He's the pastor of a small church (about 100 members). He's kind, considerate, and caring. He cleans up after himself. He treats me with respect. He's a great father to his child. He's responsible and financially independent. What's not to love?

Apparently something since my parents despise him.

They don't think he's a Good Christian (yes, capitalized on purpose) because a) he's marrying an atheist (that would be me), b) he had a child out of wedlock (he was 18, cut him some slack, he's been nothing but an excellent father to his son and has had some tough shoes to fill since his son's mother left when the child was 2 months old and hasn't written or called since), c) he's a democrat (Jesus is apparently a Republican), d) he's too liberal, e) his church is Episcopalian (my parents seem to dislike every denomination except pentecostal/charismatic since only those denominations have "it," whatever "it" is - and the church members like me, which apparently if they were Good Christians they wouldn't since I'm an atheist), and f) he doesn't think that he's the man and therefore he's right about everything (my father acts like this). Oh, and they're convinced that we're sleeping together even though we aren't, and nothing I can say can persuade them otherwise, which makes them dislike him even more.

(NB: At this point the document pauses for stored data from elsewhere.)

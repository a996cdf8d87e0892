//! Core types for the Worlds compiler.
//!
//! This is the leaf crate with zero internal dependencies. It defines the
//! resolved domain graph handed over by the front end (animals, instances,
//! worlds, and transfer events), the typed references between records,
//! byte offsets into the memory image, and the error taxonomy shared by the
//! encoder and the emitter.

#![deny(missing_docs)]
#![deny(rustdoc::broken_intra_doc_links)]
#![forbid(unsafe_code)]

pub mod error;
pub mod id;
pub mod model;
pub mod validate;

pub use error::CompileError;
pub use id::{AnimalRef, InstanceRef, Offset, RecordKind, WorldRef};
pub use model::{Animal, Graph, GraphBuilder, Instance, Transfer, World};
pub use validate::{validate, Violation};
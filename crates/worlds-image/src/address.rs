//! Pure address arithmetic over an image buffer.
//!
//! These mirror, step for step, the loads the emitted narration code
//! performs at runtime: a field's absolute address is the record base plus
//! the relative offset stored in the field's header slot, and a reference
//! word is followed by loading it.

use worlds_core::Offset;

use crate::codec::{read_u32_at, slot};

/// Absolute address of header slot `slot_index`'s field in the record at
/// `base`: `base + mem[base + slot_index * 4]`.
///
/// Returns `None` if the header word is out of bounds or the sum overflows.
pub fn field_address(mem: &[u8], base: Offset, slot_index: u32) -> Option<Offset> {
    let hdr = base.checked_add(slot(slot_index))?;
    let rel = read_u32_at(mem, hdr.index())?;
    base.checked_add(rel)
}

/// Follow the reference word at `addr`.
///
/// Returns `None` if the word is out of bounds or still holds
/// [`Offset::UNSET`].
pub fn deref(mem: &[u8], addr: Offset) -> Option<Offset> {
    read_u32_at(mem, addr.index())
        .map(Offset)
        .filter(|o| !o.is_unset())
}
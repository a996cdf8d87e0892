//! Test utilities for Worlds development.
//!
//! Provides ready-made graphs ([`fixtures`]), a seeded random graph
//! generator ([`GraphGen`]), and a [`RecordingSink`] that captures decoded
//! narration from a running program.

#![forbid(unsafe_code)]
#![allow(missing_docs)]
#![deny(rustdoc::broken_intra_doc_links)]

pub mod fixtures;
mod graph_gen;

pub use graph_gen::GraphGen;

use worlds_emit::{Narration, NarrationSink};
use worlds_image::ImageView;

/// Narration sink that decodes and keeps every call.
///
/// Calls whose addresses do not decode are kept as raw arguments in
/// [`undecoded`](RecordingSink::undecoded) so tests can assert on them.
#[derive(Default)]
pub struct RecordingSink {
    pub calls: Vec<Narration>,
    pub undecoded: Vec<[u32; 5]>,
}

impl RecordingSink {
    pub fn new() -> Self {
        Self::default()
    }

    /// Decoded calls as tuples in wire order.
    pub fn tuples(&self) -> Vec<(&str, &str, &str, &str, &str)> {
        self.calls.iter().map(Narration::as_tuple).collect()
    }
}

impl NarrationSink for RecordingSink {
    fn narrate(&mut self, memory: &ImageView<'_>, args: [u32; 5]) {
        match Narration::decode(memory, args) {
            Some(n) => self.calls.push(n),
            None => self.undecoded.push(args),
        }
    }
}
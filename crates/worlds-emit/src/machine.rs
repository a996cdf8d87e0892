//! Reference interpreter for emitted programs.
//!
//! [`Machine`] executes an entry-function body against its own copy of the
//! image bytes with the same semantics the target gives the instructions:
//! little-endian 32-bit loads and stores, wrapping addition, and
//! out-of-bounds accesses that trap. Narration calls are dispatched to a
//! [`NarrationSink`], which gets a view of memory as it stands at call time.

use std::error::Error;
use std::fmt;

use worlds_core::{Offset, RecordKind};
use worlds_image::codec::{read_u32_at, write_u32_at};
use worlds_image::record;
use worlds_image::{ImageView, MemoryImage, RecordSpan};

use crate::instr::{Expr, Instruction};

// ── Narration ──────────────────────────────────────────────────────

/// Receives narration calls from a running program.
pub trait NarrationSink {
    /// Handle one call. `args` are the five addresses in wire order;
    /// `memory` is the machine's memory at the moment of the call.
    fn narrate(&mut self, memory: &ImageView<'_>, args: [u32; 5]);
}

impl<F> NarrationSink for F
where
    F: FnMut(&ImageView<'_>, [u32; 5]),
{
    fn narrate(&mut self, memory: &ImageView<'_>, args: [u32; 5]) {
        self(memory, args)
    }
}

/// The five strings one narration call names.
#[derive(Clone, Debug, PartialEq, Eq)]
pub struct Narration {
    /// Current world's name.
    pub world: String,
    /// Species gene.
    pub gene: String,
    /// Species name.
    pub animal: String,
    /// Instance name.
    pub instance: String,
    /// Species sound.
    pub sound: String,
}

impl Narration {
    /// Decode the strings behind `args`, or `None` if any address is not
    /// the start of the expected field.
    pub fn decode(memory: &ImageView<'_>, args: [u32; 5]) -> Option<Self> {
        let [world, gene, animal, instance, sound] = args.map(Offset);
        Some(Self {
            world: memory.str_at(world, RecordKind::World, record::world::NAME)?,
            gene: memory.str_at(gene, RecordKind::Animal, record::animal::GENE)?,
            animal: memory.str_at(animal, RecordKind::Animal, record::animal::NAME)?,
            instance: memory.str_at(instance, RecordKind::Instance, record::instance::NAME)?,
            sound: memory.str_at(sound, RecordKind::Animal, record::animal::SOUND)?,
        })
    }

    /// The narration as a tuple, in wire order.
    pub fn as_tuple(&self) -> (&str, &str, &str, &str, &str) {
        (
            &self.world,
            &self.gene,
            &self.animal,
            &self.instance,
            &self.sound,
        )
    }
}

impl fmt::Display for Narration {
    fn fmt(&self, f: &mut fmt::Formatter<'_>) -> fmt::Result {
        write!(
            f,
            "In {}, {} the {} ({}) says {}",
            self.world, self.instance, self.animal, self.gene, self.sound
        )
    }
}

// ── Trap ───────────────────────────────────────────────────────────

/// A runtime fault that aborts execution.
#[derive(Clone, Debug, PartialEq, Eq)]
pub enum Trap {
    /// A load or store touched bytes outside memory.
    OutOfBounds {
        /// Effective address of the access.
        addr: u64,
        /// Memory size in bytes.
        size: usize,
    },
    /// The body ended without a return.
    MissingReturn,
}

impl fmt::Display for Trap {
    fn fmt(&self, f: &mut fmt::Formatter<'_>) -> fmt::Result {
        match self {
            Self::OutOfBounds { addr, size } => {
                write!(f, "out-of-bounds access at {addr:#x} (memory is {size} bytes)")
            }
            Self::MissingReturn => write!(f, "function body ended without return"),
        }
    }
}

impl Error for Trap {}

// ── Machine ────────────────────────────────────────────────────────

/// Executes instruction bodies against a private memory.
#[derive(Clone, Debug)]
pub struct Machine {
    memory: Vec<u8>,
    spans: Vec<RecordSpan>,
}

impl Machine {
    /// A machine whose memory starts as a copy of `image`.
    pub fn new(image: &MemoryImage) -> Self {
        Self {
            memory: image.bytes().to_vec(),
            spans: image.spans().to_vec(),
        }
    }

    /// Current memory contents.
    pub fn memory(&self) -> &[u8] {
        &self.memory
    }

    /// A view of current memory.
    pub fn view(&self) -> ImageView<'_> {
        ImageView::new(&self.memory, &self.spans)
    }

    /// Run `body` to its return, dispatching narration to `sink`.
    pub fn run(
        &mut self,
        body: &[Instruction],
        sink: &mut impl NarrationSink,
    ) -> Result<u32, Trap> {
        for instr in body {
            match instr {
                Instruction::Store {
                    offset,
                    addr,
                    value,
                } => {
                    let base = self.eval(addr)?;
                    let v = self.eval(value)?;
                    let ea = u64::from(base) + u64::from(*offset);
                    let size = self.memory.len();
                    usize::try_from(ea)
                        .ok()
                        .and_then(|pos| write_u32_at(&mut self.memory, pos, v))
                        .ok_or(Trap::OutOfBounds { addr: ea, size })?;
                }
                Instruction::Narrate(args) => {
                    let mut vals = [0u32; 5];
                    for (slot, e) in vals.iter_mut().zip(args.iter()) {
                        *slot = self.eval(e)?;
                    }
                    sink.narrate(&self.view(), vals);
                }
                Instruction::Return(e) => return self.eval(e),
            }
        }
        Err(Trap::MissingReturn)
    }

    /// Evaluate one expression against current memory.
    pub fn eval(&self, expr: &Expr) -> Result<u32, Trap> {
        match expr {
            Expr::Const(v) => Ok(*v),
            Expr::Add(l, r) => Ok(self.eval(l)?.wrapping_add(self.eval(r)?)),
            Expr::Load { offset, addr } => {
                let ea = u64::from(self.eval(addr)?) + u64::from(*offset);
                usize::try_from(ea)
                    .ok()
                    .and_then(|pos| read_u32_at(&self.memory, pos))
                    .ok_or(Trap::OutOfBounds {
                        addr: ea,
                        size: self.memory.len(),
                    })
            }
        }
    }
}
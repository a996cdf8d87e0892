//! Seeded random graph generation.

use rand::prelude::*;
use rand_chacha::ChaCha8Rng;
use worlds_core::{AnimalRef, Graph, InstanceRef, WorldRef};

/// Builds random, fully resolved graphs from a seed.
///
/// Every generated graph satisfies the upstream guarantees: names are
/// unique per category, every reference resolves, and each instance is
/// placed in exactly one world. Strings draw from the whole one-byte
/// character range and may be empty. The same seed always yields the same
/// graph.
#[derive(Clone, Debug)]
pub struct GraphGen {
    seed: u64,
    animals: usize,
    instances: usize,
    worlds: usize,
    transfers: usize,
    max_str: usize,
}

impl GraphGen {
    pub fn new(seed: u64) -> Self {
        Self {
            seed,
            animals: 4,
            instances: 8,
            worlds: 3,
            transfers: 4,
            max_str: 12,
        }
    }

    pub fn animals(mut self, n: usize) -> Self {
        self.animals = n;
        self
    }

    pub fn instances(mut self, n: usize) -> Self {
        self.instances = n;
        self
    }

    pub fn worlds(mut self, n: usize) -> Self {
        self.worlds = n;
        self
    }

    pub fn transfers(mut self, n: usize) -> Self {
        self.transfers = n;
        self
    }

    /// Longest random string suffix.
    pub fn max_str(mut self, n: usize) -> Self {
        self.max_str = n;
        self
    }

    pub fn generate(&self) -> Graph {
        let mut rng = ChaCha8Rng::seed_from_u64(self.seed);
        let mut b = Graph::builder();

        // Instances need a species and a world to live in.
        let needs_homes = self.instances > 0;
        let animals = if needs_homes {
            self.animals.max(1)
        } else {
            self.animals
        };
        let worlds = if needs_homes {
            self.worlds.max(1)
        } else {
            self.worlds
        };

        for i in 0..animals {
            let name = self.name(&mut rng, 'a', i);
            let gene = self.text(&mut rng);
            let sound = self.text(&mut rng);
            b.animal(name, gene, sound);
        }

        let mut homes: Vec<Vec<InstanceRef>> = vec![Vec::new(); worlds];
        for i in 0..self.instances {
            let species = AnimalRef(rng.random_range(0..animals) as u32);
            let name = self.name(&mut rng, 'i', i);
            let r = b.instance(name, species);
            homes[rng.random_range(0..worlds)].push(r);
        }

        for (i, contains) in homes.into_iter().enumerate() {
            let name = self.name(&mut rng, 'w', i);
            b.world(name, contains);
        }

        if self.instances > 0 {
            for _ in 0..self.transfers {
                let inst = InstanceRef(rng.random_range(0..self.instances) as u32);
                let to = WorldRef(rng.random_range(0..worlds) as u32);
                b.transfer(inst, to);
            }
        }

        b.build()
    }

    /// `<prefix><index>-<suffix>`. The dash ends the index, so the suffix
    /// can never extend it into another index.
    fn name(&self, rng: &mut ChaCha8Rng, prefix: char, index: usize) -> String {
        format!("{prefix}{index}-{}", self.text(rng))
    }

    fn text(&self, rng: &mut ChaCha8Rng) -> String {
        let len = rng.random_range(0..=self.max_str);
        (0..len)
            .map(|_| char::from(rng.random_range(0x00u8..=0xff)))
            .collect()
    }
}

Oddly enough, they loved my ex-fiance, who treated me horribly and was both emotionally and physically abusive. Of course they don't know everything that happened with him, but they know that he wasn't such a great guy. At least he was a Republican and was a member of their church, I guess. :doh:

I don't want to cause any more strife in my already-troubled relationship with my parents (we've not seen eye to eye since my beliefs changed), but I love this man and he has been nothing but kind to my family and to me. My parents told me that they could not give their approval on our forthcoming marriage but it'd be nice if they could learn to accept him and his son in their lives. They loved him when he was just a friend so I don't understand why they don't like him all of the sudden.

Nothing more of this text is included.